Americans traditionally recognize the first Thanksgiving as having taken place at Plymouth colony in the autumn of 1621. The Separatist Puritan settlers of Plymouth, known as Pilgrims, held a feast after their first harvest as a way of thanking God for their blessings.

Invited to their observance were members of the neighboring Wampanoag tribe, among whom such a harvest celebration was also neither unfamiliar nor uncommon. The 1621 thanksgiving celebration, however, did not become an annual event, rather, residents of Plymouth and the other colonies held days of thanksgiving and/or fasting over the years, at different times of year for a variety of reasons.

During the American Revolution, the practice continued. Colonial legislatures set aside days of prayer to recognize military victories against the British army. After British Gen. John Burgoyne surrendered to the Americans at Saratoga, New York, in October 1777, the Continental Congress suggested a national day be set aside to recognize the victory. Commander of the Continental Army, Gen. George Washington agreed, proclaiming Dec. 18, 1777, as the first national Thanksgiving Day. The Continental Congress supported similar proclamations through 1784.

So much can be said and done about our thankfulness. None more important than the support of the homeless. In a 2017 report the Central Coast Collaborative on Homelessness (C3H) has identified nearly 400 homeless in Santa Maria and over 200 in Lompoc. Survey results show 75 percent of homeless receive some form of shelter, 45 percent are Hispanic/Latino, 37 percent white, 32 percent of the unsheltered sleep in vehicles, and 63 percent are male.

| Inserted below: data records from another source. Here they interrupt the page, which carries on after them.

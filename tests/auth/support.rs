//! Shared setup for the session lifecycle integration tests.
//!
//! Each test gets a fresh in-memory SQLite database with the production
//! migrations applied. Pools are capped at one connection so every test
//! binary-local database stays isolated.

use keygate::auth::models::{ClientMetadata, SessionResponse};
use keygate::auth::validation::{LoginPasswordRequest, RegisterPasswordRequest};
use keygate::auth::{JwtSigner, SessionService};
use keygate::config::AuthConfig;
use keygate::storage::DbPool;
use sqlx::sqlite::SqlitePoolOptions;

pub const TEST_SIGNING_KEY: &str = "integration-test-signing-key-0123456789";

pub struct TestHarness {
    pub pool: DbPool,
    pub service: SessionService,
}

pub fn test_auth_config() -> AuthConfig {
    AuthConfig {
        jwt_issuer: "keygate-tests".to_string(),
        jwt_audience: vec!["internal".to_string()],
        jwt_signing_key: TEST_SIGNING_KEY.to_string(),
        ..Default::default()
    }
}

pub fn test_signer() -> JwtSigner {
    JwtSigner::new("keygate-tests", vec!["internal".to_string()], TEST_SIGNING_KEY.as_bytes())
}

fn init_tracing() {
    use tracing_subscriber::EnvFilter;
    let _ = tracing_subscriber::fmt()
        .with_env_filter(EnvFilter::from_default_env())
        .with_test_writer()
        .try_init();
}

pub async fn setup() -> TestHarness {
    init_tracing();

    let pool = SqlitePoolOptions::new()
        .max_connections(1)
        .connect("sqlite::memory:")
        .await
        .expect("create sqlite pool");

    keygate::storage::run_migrations(&pool).await.expect("run migrations for tests");

    let service = SessionService::with_sqlx(pool.clone(), test_auth_config());
    TestHarness { pool, service }
}

pub fn register_request(email: &str, password: &str) -> RegisterPasswordRequest {
    RegisterPasswordRequest {
        primary_email: email.to_string(),
        password: password.to_string(),
        public_identifier: email.split('@').next().unwrap_or("entity").to_string(),
        primary_phone: None,
        client: ClientMetadata::default(),
    }
}

pub fn login_request(identifier: &str, password: &str) -> LoginPasswordRequest {
    LoginPasswordRequest {
        identifier: identifier.to_string(),
        password: password.to_string(),
        client: ClientMetadata::default(),
    }
}

pub async fn register(harness: &TestHarness, email: &str, password: &str) -> SessionResponse {
    let response = harness
        .service
        .register_password(&register_request(email, password))
        .await
        .expect("register entity");
    assert!(response.valid, "registration should succeed: {}", response.error);
    response
}

pub async fn count_rows(pool: &DbPool, table: &str) -> i64 {
    let query = format!("SELECT COUNT(*) FROM {}", table);
    sqlx::query_scalar(&query).fetch_one(pool).await.expect("count rows")
}

pub async fn count_active_rows(pool: &DbPool, table: &str) -> i64 {
    let query = format!("SELECT COUNT(*) FROM {} WHERE active = 1", table);
    sqlx::query_scalar(&query).fetch_one(pool).await.expect("count active rows")
}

All of people surveyed who sleep in a vehicle are between 25-65 years old. Migration of homeless people from South County — Carpinteria and Santa Barbara in particular — is observed, as these areas are more expensive to live in, with rental markets near zero-vacancy rates. It is likely the migration to North County is because the housing and cost of living is more affordable here.

Local organizations provide needed housing and meals during this cold season and serve meals to the homeless. These include the Good Samaritan Shelter and the Salvation Army. In addition, local grocery stores partner with the Foodbank to provide free turkeys. Buy one for yourself and buy another for this program.

Local churches provide much needed support.

"Santa Maria takes care of its people, and what isn't provided, we will provide to make sure every mouth is fed for either a Thanksgiving or Christmas dinner," City Council member Etta Waterfield said at a local event.

With modest means you can support the Central Coast Rescue Mission. For just $2.05, you can help homeless and hurting men, women and their children take the first steps to address the root causes of homelessness and bring it to an end. This year they’ll serve turkey, mashed potatoes, gravy and all the trimmings. By supporting the Central Coast Rescue Mission, you'll be helping provide thousands of free, nutritious meals to anyone who is hungry. More than 20,700 meals every year. Your gift also helps provide food boxes, recovery programs, and job training throughout the year.

Trent Benedetti is a long-time local business owner and board member of the Committee to Improve North County.